▶ PROVIDED MATERIAL
//! # scash-core
//! Foundation types, chain parameters and trait seams for the SCASH wallet.

pub mod address;
pub mod constants;
pub mod error;
pub mod network;
pub mod traits;
pub mod types;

▶ REQUIRED WORK
If a line in the material above contains the word "types", copy it.

▶ SOLUTION
//! Foundation types, chain parameters and trait seams for the SCASH wallet.
pub mod types;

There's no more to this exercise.